Durch das Wissen, dass über der Decke des Raums nur noch das Dach und dann der
Himmel war, kam ihr die Bude fast wie eine richtige Wohnung vor und nicht wie
die Menschcontainer der unteren Ebenen. Neben dem Bett lag eine leere Flasche
Whiskey. Der dumpfe Schmerz, der unter ihrer Schädeldecke rumorte, deutete
darauf hin, dass einiges von ihrem Inhalt bei ihr abgeblieben war.
    Der Körper neben ihr rührte sich
wieder. Etwas in ihr wehrte sich gegen die Vorstellung, bei seinem Erwachen
neben ihm zu liegen. Fluchtartig verließ sie das Bett und verkroch sich in
einen abgewetzten Sessel direkt gegenüber.
    Der Mann drehte sich um, rieb
sich den Kopf und blinzelte aus verschwollenen Augen im Zimmer herum, bis sein
Blick an ihr hängen blieb.
    »Was machst du denn hier?«,
fragte er unwirsch.
    Saïna wollte aufbrausen, doch
dann gelang es ihr, den inneren Aufruhr in den Griff zu bekommen. Aber irgendetwas
in ihr war in diesem Moment zerbrochen. Sie wusste selbst nicht was es war,
vielleicht irgendeine dumme mädchenhafte, romantische Hoffnung auf wer weiß
was.
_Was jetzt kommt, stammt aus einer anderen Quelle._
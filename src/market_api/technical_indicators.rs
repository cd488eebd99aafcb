//! Windowed indicator math.
//!
//! Every function here returns only the values it can actually compute: the
//! output is shorter than the input by the indicator's warmup and its last
//! element belongs to the last input sample. Too little input gives an empty
//! vector. Re-aligning onto the candle index is done by the indicator engine.

pub struct MacdResult {
    pub macd: Vec<f64>,
    pub signal: Vec<f64>,
    pub histogram: Vec<f64>,
}

pub struct BollingerResult {
    pub upper: Vec<f64>,
    pub middle: Vec<f64>,
    pub lower: Vec<f64>,
}

pub struct StochasticResult {
    pub k: Vec<f64>,
    pub d: Vec<f64>,
}

pub fn calculate_sma(data: &[f64], period: usize) -> Vec<f64> {
    if period == 0 || data.len() < period {
        return Vec::new();
    }

    let mut result = Vec::with_capacity(data.len() - period + 1);
    let mut sum: f64 = data[..period].iter().sum();
    result.push(sum / period as f64);

    for i in period..data.len() {
        sum += data[i] - data[i - period];
        result.push(sum / period as f64);
    }

    result
}

/// EMA seeded with the SMA of the first `period` samples, multiplier `2 / (period + 1)`.
pub fn calculate_ema(data: &[f64], period: usize) -> Vec<f64> {
    if period == 0 || data.len() < period {
        return Vec::new();
    }

    let multiplier = 2.0 / (period as f64 + 1.0);
    let mut ema = data[..period].iter().sum::<f64>() / period as f64;

    let mut result = Vec::with_capacity(data.len() - period + 1);
    result.push(ema);

    for &price in &data[period..] {
        ema = (price - ema) * multiplier + ema;
        result.push(ema);
    }

    result
}

/// RSI with Wilder smoothing. First value needs `period + 1` closes.
pub fn calculate_rsi(data: &[f64], period: usize) -> Vec<f64> {
    if period == 0 || data.len() <= period {
        return Vec::new();
    }

    let mut gains = Vec::with_capacity(data.len() - 1);
    let mut losses = Vec::with_capacity(data.len() - 1);

    for i in 1..data.len() {
        let change = data[i] - data[i - 1];
        gains.push(if change > 0.0 { change } else { 0.0 });
        losses.push(if change < 0.0 { -change } else { 0.0 });
    }

    let period_f = period as f64;
    let mut avg_gain = gains[..period].iter().sum::<f64>() / period_f;
    let mut avg_loss = losses[..period].iter().sum::<f64>() / period_f;

    let mut result = Vec::with_capacity(data.len() - period);
    result.push(rsi_from_averages(avg_gain, avg_loss));

    for i in period..gains.len() {
        avg_gain = (avg_gain * (period_f - 1.0) + gains[i]) / period_f;
        avg_loss = (avg_loss * (period_f - 1.0) + losses[i]) / period_f;
        result.push(rsi_from_averages(avg_gain, avg_loss));
    }

    result
}

fn rsi_from_averages(avg_gain: f64, avg_loss: f64) -> f64 {
    if avg_loss == 0.0 {
        if avg_gain == 0.0 {
            50.0
        } else {
            100.0
        }
    } else {
        let rs = avg_gain / avg_loss;
        100.0 - (100.0 / (1.0 + rs))
    }
}

/// MACD trimmed so that line, signal and histogram share one index.
///
/// The line starts where the slow EMA starts; the signal EMA then consumes
/// `signal - 1` more line values, so all three vectors have
/// `len - (slow + signal - 2)` elements.
pub fn calculate_macd(data: &[f64], fast: usize, slow: usize, signal: usize) -> MacdResult {
    let empty = MacdResult {
        macd: Vec::new(),
        signal: Vec::new(),
        histogram: Vec::new(),
    };
    if fast == 0 || signal == 0 || fast > slow {
        return empty;
    }

    let ema_fast = calculate_ema(data, fast);
    let ema_slow = calculate_ema(data, slow);
    if ema_slow.is_empty() {
        return empty;
    }

    let offset = slow - fast;
    let macd_line: Vec<f64> = ema_slow
        .iter()
        .enumerate()
        .map(|(i, s)| ema_fast[i + offset] - s)
        .collect();

    let signal_line = calculate_ema(&macd_line, signal);
    if signal_line.is_empty() {
        return empty;
    }

    let macd: Vec<f64> = macd_line[signal - 1..].to_vec();
    let histogram: Vec<f64> = macd
        .iter()
        .zip(signal_line.iter())
        .map(|(m, s)| m - s)
        .collect();

    MacdResult {
        macd,
        signal: signal_line,
        histogram,
    }
}

/// SMA middle band with population standard deviation envelopes.
pub fn calculate_bollinger(data: &[f64], period: usize, std_dev: f64) -> BollingerResult {
    let mut upper = Vec::new();
    let mut middle = Vec::new();
    let mut lower = Vec::new();

    if period > 0 && data.len() >= period {
        for window in data.windows(period) {
            let mean = window.iter().sum::<f64>() / period as f64;
            let variance = window.iter().map(|x| (x - mean).powi(2)).sum::<f64>() / period as f64;
            let deviation = variance.sqrt();
            middle.push(mean);
            upper.push(mean + std_dev * deviation);
            lower.push(mean - std_dev * deviation);
        }
    }

    BollingerResult { upper, middle, lower }
}

/// Slow stochastic: `%K` over `k_period`, `%D` as the SMA of `%K` over `d_period`.
///
/// Both vectors are trimmed to the span where `%D` exists.
pub fn calculate_stochastic(
    highs: &[f64],
    lows: &[f64],
    closes: &[f64],
    k_period: usize,
    d_period: usize,
) -> StochasticResult {
    let k_values = percent_range(highs, lows, closes, k_period)
        .into_iter()
        .map(|(high, low, close)| {
            if high > low {
                (close - low) / (high - low) * 100.0
            } else {
                50.0
            }
        })
        .collect::<Vec<f64>>();

    let d = calculate_sma(&k_values, d_period);
    if d.is_empty() {
        return StochasticResult { k: Vec::new(), d };
    }

    StochasticResult {
        k: k_values[d_period - 1..].to_vec(),
        d,
    }
}

/// Williams %R in `[-100, 0]`.
pub fn calculate_williams_r(
    highs: &[f64],
    lows: &[f64],
    closes: &[f64],
    period: usize,
) -> Vec<f64> {
    percent_range(highs, lows, closes, period)
        .into_iter()
        .map(|(high, low, close)| {
            if high > low {
                (high - close) / (high - low) * -100.0
            } else {
                -50.0
            }
        })
        .collect()
}

/// Commodity Channel Index over the typical price with the 0.015 Lambert constant.
pub fn calculate_cci(highs: &[f64], lows: &[f64], closes: &[f64], period: usize) -> Vec<f64> {
    let n = highs.len().min(lows.len()).min(closes.len());
    if period == 0 || n < period {
        return Vec::new();
    }

    let typical: Vec<f64> = (0..n).map(|i| (highs[i] + lows[i] + closes[i]) / 3.0).collect();

    typical
        .windows(period)
        .map(|window| {
            let mean = window.iter().sum::<f64>() / period as f64;
            let mean_deviation =
                window.iter().map(|tp| (tp - mean).abs()).sum::<f64>() / period as f64;
            let current = window[period - 1];
            if mean_deviation == 0.0 {
                0.0
            } else {
                (current - mean) / (0.015 * mean_deviation)
            }
        })
        .collect()
}

/// `close[i] - close[i - lag]` for every `i`, `None` while `i < lag`.
pub fn calculate_momentum(closes: &[f64], lag: usize) -> Vec<Option<f64>> {
    (0..closes.len())
        .map(|i| (i >= lag).then(|| closes[i] - closes[i - lag]))
        .collect()
}

/// Highest high, lowest low and current close for each full trailing window.
fn percent_range(
    highs: &[f64],
    lows: &[f64],
    closes: &[f64],
    period: usize,
) -> Vec<(f64, f64, f64)> {
    let n = highs.len().min(lows.len()).min(closes.len());
    if period == 0 || n < period {
        return Vec::new();
    }

    ((period - 1)..n)
        .map(|i| {
            let start = i + 1 - period;
            let high = highs[start..=i].iter().copied().fold(f64::NEG_INFINITY, f64::max);
            let low = lows[start..=i].iter().copied().fold(f64::INFINITY, f64::min);
            (high, low, closes[i])
        })
        .collect()
}

#[cfg(test)]
mod tests {
    use super::*;

    fn assert_close(actual: f64, expected: f64) {
        assert!((actual - expected).abs() < 1e-9, "{} != {}", actual, expected);
    }

    #[test]
    fn test_sma_and_ema_lengths() {
        let data: Vec<f64> = (1..=10).map(|x| x as f64).collect();

        let sma = calculate_sma(&data, 3);
        assert_eq!(sma.len(), 8);
        assert_close(sma[0], 2.0);
        assert_close(*sma.last().unwrap(), 9.0);

        let ema = calculate_ema(&data, 3);
        assert_eq!(ema.len(), 8);
        assert_close(ema[0], 2.0);
        // 2 + (4 - 2) * 0.5
        assert_close(ema[1], 3.0);

        assert!(calculate_ema(&data[..2], 3).is_empty());
        assert!(calculate_sma(&data, 0).is_empty());
    }

    #[test]
    fn test_rsi_extremes() {
        let rising: Vec<f64> = (0..20).map(|x| x as f64).collect();
        let rsi = calculate_rsi(&rising, 14);
        assert_eq!(rsi.len(), 6);
        assert!(rsi.iter().all(|v| *v == 100.0));

        let falling: Vec<f64> = rising.iter().rev().copied().collect();
        assert!(calculate_rsi(&falling, 14).iter().all(|v| *v == 0.0));

        let flat = vec![5.0; 20];
        assert!(calculate_rsi(&flat, 14).iter().all(|v| *v == 50.0));

        assert!(calculate_rsi(&rising[..14], 14).is_empty());
    }

    #[test]
    fn test_macd_components_share_an_index() {
        let data: Vec<f64> = (0..60).map(|x| 100.0 + (x as f64 * 0.2).sin() * 3.0).collect();
        let macd = calculate_macd(&data, 12, 26, 9);

        assert_eq!(macd.macd.len(), 60 - (26 + 9 - 2));
        assert_eq!(macd.signal.len(), macd.macd.len());
        assert_eq!(macd.histogram.len(), macd.macd.len());
        for i in 0..macd.macd.len() {
            assert_close(macd.histogram[i], macd.macd[i] - macd.signal[i]);
        }

        // The last line value must be fast EMA minus slow EMA of the full input.
        let fast = calculate_ema(&data, 12);
        let slow = calculate_ema(&data, 26);
        assert_close(*macd.macd.last().unwrap(), fast.last().unwrap() - slow.last().unwrap());

        assert!(calculate_macd(&data[..33], 12, 26, 9).macd.is_empty());
        assert_eq!(calculate_macd(&data[..34], 12, 26, 9).macd.len(), 1);
    }

    #[test]
    fn test_bollinger_constant_input_collapses_bands() {
        let data = vec![10.0; 25];
        let bands = calculate_bollinger(&data, 20, 2.0);
        assert_eq!(bands.middle.len(), 6);
        assert!(bands.upper.iter().zip(bands.lower.iter()).all(|(u, l)| u == l));
    }

    #[test]
    fn test_stochastic_and_williams_bounds() {
        let closes: Vec<f64> = (0..30).map(|x| 50.0 + (x as f64 * 0.7).cos() * 10.0).collect();
        let highs: Vec<f64> = closes.iter().map(|c| c + 2.0).collect();
        let lows: Vec<f64> = closes.iter().map(|c| c - 2.0).collect();

        let stoch = calculate_stochastic(&highs, &lows, &closes, 14, 3);
        assert_eq!(stoch.k.len(), 30 - 15);
        assert_eq!(stoch.d.len(), stoch.k.len());
        assert!(stoch.k.iter().chain(stoch.d.iter()).all(|v| (0.0..=100.0).contains(v)));

        let wr = calculate_williams_r(&highs, &lows, &closes, 14);
        assert_eq!(wr.len(), 30 - 13);
        assert!(wr.iter().all(|v| (-100.0..=0.0).contains(v)));
    }

    #[test]
    fn test_flat_ranges_give_neutral_values() {
        let flat = vec![7.0; 20];
        let stoch = calculate_stochastic(&flat, &flat, &flat, 14, 3);
        assert!(stoch.k.iter().all(|v| *v == 50.0));
        assert!(calculate_williams_r(&flat, &flat, &flat, 14).iter().all(|v| *v == -50.0));
        assert!(calculate_cci(&flat, &flat, &flat, 14).iter().all(|v| *v == 0.0));
    }

    #[test]
    fn test_cci_sign_follows_typical_price() {
        let closes: Vec<f64> = (0..25).map(|x| x as f64).collect();
        let highs: Vec<f64> = closes.iter().map(|c| c + 1.0).collect();
        let lows: Vec<f64> = closes.iter().map(|c| c - 1.0).collect();
        let cci = calculate_cci(&highs, &lows, &closes, 20);
        assert_eq!(cci.len(), 6);
        assert!(cci.iter().all(|v| *v > 0.0));
    }

    #[test]
    fn test_momentum_is_absent_before_lag() {
        let closes: Vec<f64> = (0..12).map(|x| (x * 2) as f64).collect();
        let momentum = calculate_momentum(&closes, 10);
        assert_eq!(momentum.len(), 12);
        assert!(momentum[..10].iter().all(Option::is_none));
        assert_eq!(momentum[10], Some(20.0));
        assert_eq!(momentum[11], Some(20.0));
    }
}
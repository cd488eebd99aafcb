use std::sync::Arc;

use anyhow::Context;
use tracing::{error, info};
use tracing_subscriber::EnvFilter;

use market_advisor::market_api::{BinanceClient, GeminiAdvisor, SnapshotAssembler};
use market_advisor::{AdvisoryCache, AppConfig, MarketHub};

#[tokio::main]
async fn main() -> anyhow::Result<()> {
    tracing_subscriber::fmt()
        .with_env_filter(
            EnvFilter::try_from_default_env().unwrap_or_else(|_| EnvFilter::new("info")),
        )
        .init();

    let cfg = AppConfig::from_env().context("invalid configuration")?;
    let timeout = cfg.assembler.request_timeout;

    let source = BinanceClient::new(cfg.binance_api_base.clone(), timeout)
        .context("failed to build market data client")?;
    let advisor = GeminiAdvisor::new(cfg.gemini.clone(), timeout)
        .context("failed to build advisory client")?;
    let cache = Arc::new(AdvisoryCache::new(cfg.advisory_ttl));
    let hub = MarketHub::new(SnapshotAssembler::new(source, cfg.assembler), advisor, cache);

    info!(
        symbol = %cfg.symbol,
        timeframe = %cfg.timeframe,
        language = %cfg.language,
        refresh_secs = cfg.refresh_interval.as_secs(),
        advisory = cfg.advisory_enabled(),
        "market advisor starting"
    );

    let mut ticker = tokio::time::interval(cfg.refresh_interval);
    ticker.set_missed_tick_behavior(tokio::time::MissedTickBehavior::Delay);

    loop {
        tokio::select! {
            _ = ticker.tick() => tick(&hub, &cfg).await,
            _ = tokio::signal::ctrl_c() => {
                info!("shutting down");
                break;
            }
        }
    }

    Ok(())
}

async fn tick<S, A>(hub: &MarketHub<S, A>, cfg: &AppConfig)
where
    S: market_advisor::market_api::MarketDataSource,
    A: market_advisor::market_api::Advisor,
{
    let snapshot = match hub.refresh_now(&cfg.symbol, cfg.timeframe).await {
        Ok(snapshot) => snapshot,
        Err(e) => {
            error!(error = %e, "snapshot refresh failed");
            return;
        }
    };

    let latest = &snapshot.latest_indicators;
    info!(
        symbol = %snapshot.symbol,
        price = snapshot.price,
        change_24h = snapshot.change_24h,
        rsi = ?latest.rsi,
        liquidity = ?snapshot.liquidity_levels,
        pivots = ?snapshot.pivot_points,
        "snapshot"
    );

    if !cfg.advisory_enabled() {
        return;
    }

    match hub.analyze_now(cfg.language).await {
        Ok(result) => info!(
            decision = ?result.advice.decision,
            confidence = result.advice.confidence,
            entry = %result.advice.entry_zone,
            stop_loss = %result.advice.stop_loss,
            take_profit = %result.advice.take_profit,
            leverage = %result.advice.leverage,
            created_at = %result.created_at,
            "{}",
            result.advice.narrative
        ),
        Err(e) => error!(error = %e, "advisory failed"),
    }
}
//! Consumer surface: the latest snapshot plus on-demand refresh and advisory.

pub mod analysis;
pub mod market;

use std::sync::Arc;
use std::time::Duration;

use tokio::sync::RwLock;

use crate::cache::AdvisoryCache;
use crate::market_api::{Advisor, MarketDataSource, MarketSnapshot, SnapshotAssembler};

pub const DEFAULT_ADVISORY_TIMEOUT: Duration = Duration::from_secs(60);

/// Holds the most recent [`MarketSnapshot`] and serves advisories for it.
///
/// The snapshot is replaced wholesale on every successful refresh, so readers
/// always see one coherent snapshot. A failed refresh keeps the previous one.
pub struct MarketHub<S, A> {
    assembler: SnapshotAssembler<S>,
    advisor: A,
    cache: Arc<AdvisoryCache>,
    latest: RwLock<Option<Arc<MarketSnapshot>>>,
    advisory_timeout: Duration,
}

impl<S: MarketDataSource, A: Advisor> MarketHub<S, A> {
    pub fn new(assembler: SnapshotAssembler<S>, advisor: A, cache: Arc<AdvisoryCache>) -> Self {
        Self {
            assembler,
            advisor,
            cache,
            latest: RwLock::new(None),
            advisory_timeout: DEFAULT_ADVISORY_TIMEOUT,
        }
    }

    pub fn with_advisory_timeout(mut self, timeout: Duration) -> Self {
        self.advisory_timeout = timeout;
        self
    }

    pub fn advisor(&self) -> &A {
        &self.advisor
    }

    pub fn cache(&self) -> &Arc<AdvisoryCache> {
        &self.cache
    }
}
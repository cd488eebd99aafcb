use chrono::{DateTime, Utc};

use crate::error::MarketDataError;
use crate::market_api::types::{Candle, Series};

/// Parses a Binance `/klines` payload.
///
/// Each row is an array whose first six fields are
/// `[open_time_ms, open, high, low, close, volume]`, prices as decimal strings.
pub fn parse_klines(json: &serde_json::Value) -> Result<Series, MarketDataError> {
    let rows = json
        .as_array()
        .ok_or_else(|| MarketDataError::Malformed("klines: expected an array".to_string()))?;

    let mut candles = Vec::with_capacity(rows.len());
    for (index, row) in rows.iter().enumerate() {
        let fields = row
            .as_array()
            .filter(|fields| fields.len() >= 6)
            .ok_or_else(|| malformed(index, "expected at least 6 fields"))?;

        let open_time = fields[0]
            .as_i64()
            .ok_or_else(|| malformed(index, "open time is not an integer"))?;
        let time = DateTime::<Utc>::from_timestamp_millis(open_time)
            .ok_or_else(|| malformed(index, "open time out of range"))?;

        candles.push(Candle {
            time,
            open: number_field(&fields[1], index, "open")?,
            high: number_field(&fields[2], index, "high")?,
            low: number_field(&fields[3], index, "low")?,
            close: number_field(&fields[4], index, "close")?,
            volume: number_field(&fields[5], index, "volume")?,
        });
    }

    Ok(Series::new(candles)?)
}

fn malformed(index: usize, what: &str) -> MarketDataError {
    MarketDataError::Malformed(format!("kline {}: {}", index, what))
}

/// Accepts both `"123.45"` and `123.45`; rejects anything non-finite.
pub(crate) fn number_field(
    value: &serde_json::Value,
    index: usize,
    name: &str,
) -> Result<f64, MarketDataError> {
    let parsed = match value {
        serde_json::Value::String(s) => s.trim().parse::<f64>().ok(),
        serde_json::Value::Number(n) => n.as_f64(),
        _ => None,
    };

    parsed
        .filter(|v| v.is_finite())
        .ok_or_else(|| malformed(index, &format!("invalid {} {}", name, value)))
}
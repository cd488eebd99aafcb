use std::future::Future;
use std::sync::Arc;
use std::time::Duration;

use chrono::{DateTime, Utc};
use moka::future::Cache;
use serde::{Deserialize, Serialize};
use tracing::{debug, info};

use crate::error::AdvisoryError;
use crate::market_api::{Advice, Language, Timeframe};

pub const DEFAULT_ADVISORY_TTL: Duration = Duration::from_secs(4 * 60 * 60);
const MAX_ENTRIES: u64 = 1_024;
/// Upper bound for moka's own expiry, which only reclaims memory.
const MAX_BACKSTOP_TTL: Duration = Duration::from_secs(365 * 24 * 60 * 60);

/// Source of "now" for expiry decisions.
pub trait Clock: Send + Sync {
    fn now(&self) -> DateTime<Utc>;
}

#[derive(Debug, Clone, Copy, Default)]
pub struct SystemClock;

impl Clock for SystemClock {
    fn now(&self) -> DateTime<Utc> {
        Utc::now()
    }
}

#[derive(Debug, Clone, PartialEq, Eq, Hash, Serialize, Deserialize)]
pub struct AdvisoryKey {
    pub symbol: String,
    pub timeframe: Timeframe,
    pub language: Language,
}

impl AdvisoryKey {
    pub fn new(symbol: impl Into<String>, timeframe: Timeframe, language: Language) -> Self {
        Self {
            symbol: symbol.into(),
            timeframe,
            language,
        }
    }
}

#[derive(Debug, Clone, PartialEq, Serialize, Deserialize)]
pub struct AdvisoryResult {
    #[serde(flatten)]
    pub advice: Advice,
    pub created_at: DateTime<Utc>,
}

/// Advisory results memoized per `(symbol, timeframe, language)` for a fixed TTL.
///
/// An entry is fresh while `now - created_at < ttl`, with `now` taken from the
/// injected [`Clock`]. Concurrent misses on one key may both compute; the last
/// insert wins. Failed computations are never stored and leave any previous
/// entry in place.
#[derive(Clone)]
pub struct AdvisoryCache {
    entries: Cache<AdvisoryKey, AdvisoryResult>,
    ttl: Duration,
    clock: Arc<dyn Clock>,
}

impl AdvisoryCache {
    pub fn new(ttl: Duration) -> Self {
        Self::with_clock(ttl, Arc::new(SystemClock))
    }

    pub fn with_clock(ttl: Duration, clock: Arc<dyn Clock>) -> Self {
        // moka's own TTL only reclaims memory; freshness is judged against `clock`.
        let entries = Cache::builder()
            .max_capacity(MAX_ENTRIES)
            .time_to_live(ttl.clamp(Duration::from_secs(1), MAX_BACKSTOP_TTL))
            .build();

        Self { entries, ttl, clock }
    }

    pub fn ttl(&self) -> Duration {
        self.ttl
    }

    fn is_fresh(&self, entry: &AdvisoryResult, now: DateTime<Utc>) -> bool {
        match (now - entry.created_at).to_std() {
            Ok(age) => age < self.ttl,
            // created_at in the future (clock stepped back): treat as fresh
            Err(_) => true,
        }
    }

    /// Fresh entry for `key`, if any.
    pub async fn get(&self, key: &AdvisoryKey) -> Option<AdvisoryResult> {
        let entry = self.entries.get(key).await?;
        self.is_fresh(&entry, self.clock.now()).then_some(entry)
    }

    pub async fn get_or_compute<F, Fut>(
        &self,
        key: AdvisoryKey,
        compute: F,
    ) -> Result<AdvisoryResult, AdvisoryError>
    where
        F: FnOnce() -> Fut,
        Fut: Future<Output = Result<Advice, AdvisoryError>>,
    {
        if let Some(entry) = self.get(&key).await {
            info!(
                symbol = %key.symbol,
                timeframe = %key.timeframe,
                language = %key.language,
                "advisory cache hit"
            );
            return Ok(entry);
        }

        debug!(
            symbol = %key.symbol,
            timeframe = %key.timeframe,
            language = %key.language,
            "advisory cache miss"
        );
        let advice = compute().await?;

        let result = AdvisoryResult {
            advice,
            created_at: self.clock.now(),
        };
        self.entries.insert(key, result.clone()).await;
        Ok(result)
    }

    pub async fn invalidate(&self, key: &AdvisoryKey) {
        self.entries.invalidate(key).await;
    }

    /// Number of stored entries, fresh or not.
    pub async fn len(&self) -> u64 {
        self.entries.run_pending_tasks().await;
        self.entries.entry_count()
    }

    pub async fn is_empty(&self) -> bool {
        self.len().await == 0
    }
}

impl Default for AdvisoryCache {
    fn default() -> Self {
        Self::new(DEFAULT_ADVISORY_TTL)
    }
}

#[cfg(test)]
pub(crate) mod test_support {
    use std::sync::Mutex;

    use chrono::TimeZone;

    use super::*;

    /// Clock that only moves when told to.
    pub struct ManualClock(Mutex<DateTime<Utc>>);

    impl ManualClock {
        pub fn new() -> Self {
            Self(Mutex::new(Utc.with_ymd_and_hms(2024, 5, 1, 12, 0, 0).unwrap()))
        }

        pub fn advance(&self, by: chrono::Duration) {
            let mut now = self.0.lock().unwrap();
            *now += by;
        }
    }

    impl Clock for ManualClock {
        fn now(&self) -> DateTime<Utc> {
            *self.0.lock().unwrap()
        }
    }
}
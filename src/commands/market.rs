use std::sync::Arc;

use tracing::warn;

use crate::error::HubError;
use crate::market_api::{Advisor, MarketDataSource, MarketSnapshot, Timeframe};

use super::MarketHub;

impl<S: MarketDataSource, A: Advisor> MarketHub<S, A> {
    pub async fn latest_snapshot(&self) -> Option<Arc<MarketSnapshot>> {
        self.latest.read().await.clone()
    }

    /// Assembles a fresh snapshot and publishes it. On failure the previously
    /// published snapshot stays in place.
    pub async fn refresh_now(
        &self,
        symbol: &str,
        timeframe: Timeframe,
    ) -> Result<Arc<MarketSnapshot>, HubError> {
        match self.assembler.assemble(symbol, timeframe).await {
            Ok(snapshot) => {
                let snapshot = Arc::new(snapshot);
                *self.latest.write().await = Some(Arc::clone(&snapshot));
                Ok(snapshot)
            }
            Err(e) => {
                warn!(%symbol, %timeframe, error = %e, "refresh failed, keeping previous snapshot");
                Err(e.into())
            }
        }
    }
}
Was immer es war, jetzt war es so tot wie ein Fisch, den eine tückische
Welle aufs Land geworfen hatte.
    Jedenfalls
kein Anlass für sinnlose cholerische Anfälle.
    Statt ihn einer Antwort zu
würdigen, sah sie sich um. Irgendein wohlmeinender Gott hatte ihr Päckchen
Zigaretten auf dem Boden in Griffweite des Sessels positioniert. Sie steckte
sich eine an und pustete die letzten Reste ihrer inneren Aufwallung in das
Dämmerlicht des Zimmers. Aus den Augenwinkeln sah sie, wie er sich aufrichtete.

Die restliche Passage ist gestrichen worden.